**Task instructions:** Repeat each record word for word.

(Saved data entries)
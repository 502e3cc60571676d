//! Login, create-account and forgot-password forms.

use habitloop_remote::AuthError;
use log::warn;
use std::sync::Arc;
use tokio::sync::{mpsc, watch};

use super::emit;
use crate::error::Result;
use crate::repository::AuthRepository;

/// One-shot outcome of an auth form
#[derive(Debug, Clone, PartialEq, Eq)]
pub enum AuthEvent {
    /// Signed in; the dashboard is next
    Success,
    Failure(AuthError),
    /// Rejected locally before contacting the identity service
    ValidationFailed(String),
    GoToCreateAccount,
    GoToForgotPassword,
    GoToLogin,
}

fn report(events: &mpsc::UnboundedSender<AuthEvent>, outcome: Result<()>) {
    match outcome {
        Ok(()) => emit(events, AuthEvent::Success),
        Err(e) => {
            warn!("Authentication failed: {}", e);
            emit(events, AuthEvent::Failure(e.auth_kind()));
        }
    }
}

#[derive(Debug, Clone, Default, PartialEq, Eq)]
pub struct LoginState {
    pub email: String,
    pub password: String,
    pub is_loading: bool,
}

#[derive(Debug, Clone, PartialEq, Eq)]
pub enum LoginAction {
    EmailChanged(String),
    PasswordChanged(String),
    LoginClicked,
    CreateAccountClicked,
    ForgotPasswordClicked,
}

pub struct LoginStore {
    state: watch::Sender<LoginState>,
    events: mpsc::UnboundedSender<AuthEvent>,
    auth: Arc<AuthRepository>,
}

impl LoginStore {
    #[must_use]
    pub fn new(auth: Arc<AuthRepository>) -> (Self, mpsc::UnboundedReceiver<AuthEvent>) {
        let (events, receiver) = mpsc::unbounded_channel();
        let store = Self {
            state: watch::channel(LoginState::default()).0,
            events,
            auth,
        };
        (store, receiver)
    }

    #[must_use]
    pub fn current(&self) -> LoginState {
        self.state.borrow().clone()
    }

    pub async fn on_action(&mut self, action: LoginAction) {
        match action {
            LoginAction::EmailChanged(email) => self.state.send_modify(|s| s.email = email),
            LoginAction::PasswordChanged(password) => {
                self.state.send_modify(|s| s.password = password);
            }
            LoginAction::CreateAccountClicked => emit(&self.events, AuthEvent::GoToCreateAccount),
            LoginAction::ForgotPasswordClicked => {
                emit(&self.events, AuthEvent::GoToForgotPassword);
            }
            LoginAction::LoginClicked => {
                let form = self.current();
                if form.email.trim().is_empty() || form.password.is_empty() {
                    emit(
                        &self.events,
                        AuthEvent::ValidationFailed("Email and password are required".to_string()),
                    );
                    return;
                }
                self.state.send_modify(|s| s.is_loading = true);
                let outcome = self.auth.sign_in(form.email.trim(), &form.password).await;
                self.state.send_modify(|s| s.is_loading = false);
                report(&self.events, outcome);
            }
        }
    }
}

#[derive(Debug, Clone, Default, PartialEq, Eq)]
pub struct CreateAccountState {
    pub name: String,
    pub email: String,
    pub password: String,
    pub confirm_password: String,
    pub is_loading: bool,
}

impl CreateAccountState {
    fn validate(&self) -> std::result::Result<(), &'static str> {
        if self.name.trim().is_empty() || self.email.trim().is_empty() || self.password.is_empty() {
            return Err("All fields are required");
        }
        if self.password != self.confirm_password {
            return Err("Passwords do not match");
        }
        Ok(())
    }
}

#[derive(Debug, Clone, PartialEq, Eq)]
pub enum CreateAccountAction {
    NameChanged(String),
    EmailChanged(String),
    PasswordChanged(String),
    ConfirmPasswordChanged(String),
    CreateAccountClicked,
    LoginClicked,
}

pub struct CreateAccountStore {
    state: watch::Sender<CreateAccountState>,
    events: mpsc::UnboundedSender<AuthEvent>,
    auth: Arc<AuthRepository>,
}

impl CreateAccountStore {
    #[must_use]
    pub fn new(auth: Arc<AuthRepository>) -> (Self, mpsc::UnboundedReceiver<AuthEvent>) {
        let (events, receiver) = mpsc::unbounded_channel();
        let store = Self {
            state: watch::channel(CreateAccountState::default()).0,
            events,
            auth,
        };
        (store, receiver)
    }

    #[must_use]
    pub fn current(&self) -> CreateAccountState {
        self.state.borrow().clone()
    }

    pub async fn on_action(&mut self, action: CreateAccountAction) {
        match action {
            CreateAccountAction::NameChanged(name) => self.state.send_modify(|s| s.name = name),
            CreateAccountAction::EmailChanged(email) => self.state.send_modify(|s| s.email = email),
            CreateAccountAction::PasswordChanged(password) => {
                self.state.send_modify(|s| s.password = password);
            }
            CreateAccountAction::ConfirmPasswordChanged(password) => {
                self.state.send_modify(|s| s.confirm_password = password);
            }
            CreateAccountAction::LoginClicked => emit(&self.events, AuthEvent::GoToLogin),
            CreateAccountAction::CreateAccountClicked => {
                let form = self.current();
                if let Err(reason) = form.validate() {
                    emit(&self.events, AuthEvent::ValidationFailed(reason.to_string()));
                    return;
                }
                self.state.send_modify(|s| s.is_loading = true);
                let outcome = self
                    .auth
                    .sign_up(form.name.trim(), form.email.trim(), &form.password)
                    .await;
                self.state.send_modify(|s| s.is_loading = false);
                report(&self.events, outcome);
            }
        }
    }
}

#[derive(Debug, Clone, Default, PartialEq, Eq)]
pub struct ForgotPasswordState {
    pub email: String,
    pub is_loading: bool,
}

#[derive(Debug, Clone, PartialEq, Eq)]
pub enum ForgotPasswordAction {
    EmailChanged(String),
    SubmitClicked,
    BackToLoginClicked,
}

pub struct ForgotPasswordStore {
    state: watch::Sender<ForgotPasswordState>,
    events: mpsc::UnboundedSender<AuthEvent>,
    auth: Arc<AuthRepository>,
}

impl ForgotPasswordStore {
    #[must_use]
    pub fn new(auth: Arc<AuthRepository>) -> (Self, mpsc::UnboundedReceiver<AuthEvent>) {
        let (events, receiver) = mpsc::unbounded_channel();
        let store = Self {
            state: watch::channel(ForgotPasswordState::default()).0,
            events,
            auth,
        };
        (store, receiver)
    }

    #[must_use]
    pub fn current(&self) -> ForgotPasswordState {
        self.state.borrow().clone()
    }

    pub async fn on_action(&mut self, action: ForgotPasswordAction) {
        match action {
            ForgotPasswordAction::EmailChanged(email) => self.state.send_modify(|s| s.email = email),
            ForgotPasswordAction::BackToLoginClicked => emit(&self.events, AuthEvent::GoToLogin),
            ForgotPasswordAction::SubmitClicked => {
                let email = self.current().email.trim().to_string();
                if email.is_empty() {
                    emit(&self.events, AuthEvent::ValidationFailed("Email is required".to_string()));
                    return;
                }
                self.state.send_modify(|s| s.is_loading = true);
                let outcome = self.auth.forgot_password(&email).await;
                self.state.send_modify(|s| s.is_loading = false);
                report(&self.events, outcome);
            }
        }
    }
}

**Answer box:**
repository 502e3cc60571676d
//! Login, create-account and forgot-password forms.

use habitloop_remote::AuthError;
use log::warn;
use std::sync::Arc;
use tokio::sync::{mpsc, watch};

use super::emit;
use crate::error::Result;
use crate::repository::AuthRepository;

/// One-shot outcome of an auth form
#[derive(Debug, Clone, PartialEq, Eq)]
pub enum AuthEvent {
    /// Signed in; the dashboard is next
    Success,
    Failure(AuthError),
    /// Rejected locally before contacting the identity service
    ValidationFailed(String),
    GoToCreateAccount,
    GoToForgotPassword,
    GoToLogin,
}

fn report(events: &mpsc::UnboundedSender<AuthEvent>, outcome: Result<()>) {
    match outcome {
        Ok(()) => emit(events, AuthEvent::Success),
        Err(e) => {
            warn!("Authentication failed: {}", e);
            emit(events, AuthEvent::Failure(e.auth_kind()));
        }
    }
}

#[derive(Debug, Clone, Default, PartialEq, Eq)]
pub struct LoginState {
    pub email: String,
    pub password: String,
    pub is_loading: bool,
}

#[derive(Debug, Clone, PartialEq, Eq)]
pub enum LoginAction {
    EmailChanged(String),
    PasswordChanged(String),
    LoginClicked,
    CreateAccountClicked,
    ForgotPasswordClicked,
}

pub struct LoginStore {
    state: watch::Sender<LoginState>,
    events: mpsc::UnboundedSender<AuthEvent>,
    auth: Arc<AuthRepository>,
}

impl LoginStore {
    #[must_use]
    pub fn new(auth: Arc<AuthRepository>) -> (Self, mpsc::UnboundedReceiver<AuthEvent>) {
        let (events, receiver) = mpsc::unbounded_channel();
        let store = Self {
            state: watch::channel(LoginState::default()).0,
            events,
            auth,
        };
        (store, receiver)
    }

    #[must_use]
    pub fn current(&self) -> LoginState {
        self.state.borrow().clone()
    }

    pub async fn on_action(&mut self, action: LoginAction) {
        match action {
            LoginAction::EmailChanged(email) => self.state.send_modify(|s| s.email = email),
            LoginAction::PasswordChanged(password) => {
                self.state.send_modify(|s| s.password = password);
            }
            LoginAction::CreateAccountClicked => emit(&self.events, AuthEvent::GoToCreateAccount),
            LoginAction::ForgotPasswordClicked => {
                emit(&self.events, AuthEvent::GoToForgotPassword);
            }
            LoginAction::LoginClicked => {
                let form = self.current();
                if form.email.trim().is_empty() || form.password.is_empty() {
                    emit(
                        &self.events,
                        AuthEvent::ValidationFailed("Email and password are required".to_string()),
                    );
                    return;
                }
                self.state.send_modify(|s| s.is_loading = true);
                let outcome = self.auth.sign_in(form.email.trim(), &form.password).await;
                self.state.send_modify(|s| s.is_loading = false);
                report(&self.events, outcome);
            }
        }
    }
}

#[derive(Debug, Clone, Default, PartialEq, Eq)]
pub struct CreateAccountState {
    pub name: String,
    pub email: String,
    pub password: String,
    pub confirm_password: String,
    pub is_loading: bool,
}

impl CreateAccountState {
    fn validate(&self) -> std::result::Result<(), &'static str> {
        if self.name.trim().is_empty() || self.email.trim().is_empty() || self.password.is_empty() {
            return Err("All fields are required");
        }
        if self.password != self.confirm_password {
            return Err("Passwords do not match");
        }
        Ok(())
    }
}

#[derive(Debug, Clone, PartialEq, Eq)]
pub enum CreateAccountAction {
    NameChanged(String),
    EmailChanged(String),
    PasswordChanged(String),
    ConfirmPasswordChanged(String),
    CreateAccountClicked,
    LoginClicked,
}

pub struct CreateAccountStore {
    state: watch::Sender<CreateAccountState>,
    events: mpsc::UnboundedSender<AuthEvent>,
    auth: Arc<AuthRepository>,
}

impl CreateAccountStore {
    #[must_use]
    pub fn new(auth: Arc<AuthRepository>) -> (Self, mpsc::UnboundedReceiver<AuthEvent>) {
        let (events, receiver) = mpsc::unbounded_channel();
        let store = Self {
            state: watch::channel(CreateAccountState::default()).0,
            events,
            auth,
        };
        (store, receiver)
    }

    #[must_use]
    pub fn current(&self) -> CreateAccountState {
        self.state.borrow().clone()
    }

    pub async fn on_action(&mut self, action: CreateAccountAction) {
        match action {
            CreateAccountAction::NameChanged(name) => self.state.send_modify(|s| s.name = name),
            CreateAccountAction::EmailChanged(email) => self.state.send_modify(|s| s.email = email),
            CreateAccountAction::PasswordChanged(password) => {
                self.state.send_modify(|s| s.password = password);
            }
            CreateAccountAction::ConfirmPasswordChanged(password) => {
                self.state.send_modify(|s| s.confirm_password = password);
            }
            CreateAccountAction::LoginClicked => emit(&self.events, AuthEvent::GoToLogin),
            CreateAccountAction::CreateAccountClicked => {
                let form = self.current();
                if let Err(reason) = form.validate() {
                    emit(&self.events, AuthEvent::ValidationFailed(reason.to_string()));
                    return;
                }
                self.state.send_modify(|s| s.is_loading = true);
                let outcome = self
                    .auth
                    .sign_up(form.name.trim(), form.email.trim(), &form.password)
                    .await;
                self.state.send_modify(|s| s.is_loading = false);
                report(&self.events, outcome);
            }
        }
    }
}

#[derive(Debug, Clone, Default, PartialEq, Eq)]
pub struct ForgotPasswordState {
    pub email: String,
    pub is_loading: bool,
}

#[derive(Debug, Clone, PartialEq, Eq)]
pub enum ForgotPasswordAction {
    EmailChanged(String),
    SubmitClicked,
    BackToLoginClicked,
}

pub struct ForgotPasswordStore {
    state: watch::Sender<ForgotPasswordState>,
    events: mpsc::UnboundedSender<AuthEvent>,
    auth: Arc<AuthRepository>,
}

impl ForgotPasswordStore {
    #[must_use]
    pub fn new(auth: Arc<AuthRepository>) -> (Self, mpsc::UnboundedReceiver<AuthEvent>) {
        let (events, receiver) = mpsc::unbounded_channel();
        let store = Self {
            state: watch::channel(ForgotPasswordState::default()).0,
            events,
            auth,
        };
        (store, receiver)
    }

    #[must_use]
    pub fn current(&self) -> ForgotPasswordState {
        self.state.borrow().clone()
    }

    pub async fn on_action(&mut self, action: ForgotPasswordAction) {
        match action {
            ForgotPasswordAction::EmailChanged(email) => self.state.send_modify(|s| s.email = email),
            ForgotPasswordAction::BackToLoginClicked => emit(&self.events, AuthEvent::GoToLogin),
            ForgotPasswordAction::SubmitClicked => {
                let email = self.current().email.trim().to_string();
                if email.is_empty() {
                    emit(&self.events, AuthEvent::ValidationFailed("Email is required".to_string()));
                    return;
                }
                self.state.send_modify(|s| s.is_loading = true);
                let outcome = self.auth.forgot_password(&email).await;
                self.state.send_modify(|s| s.is_loading = false);
                report(&self.events, outcome);
            }
        }
    }
}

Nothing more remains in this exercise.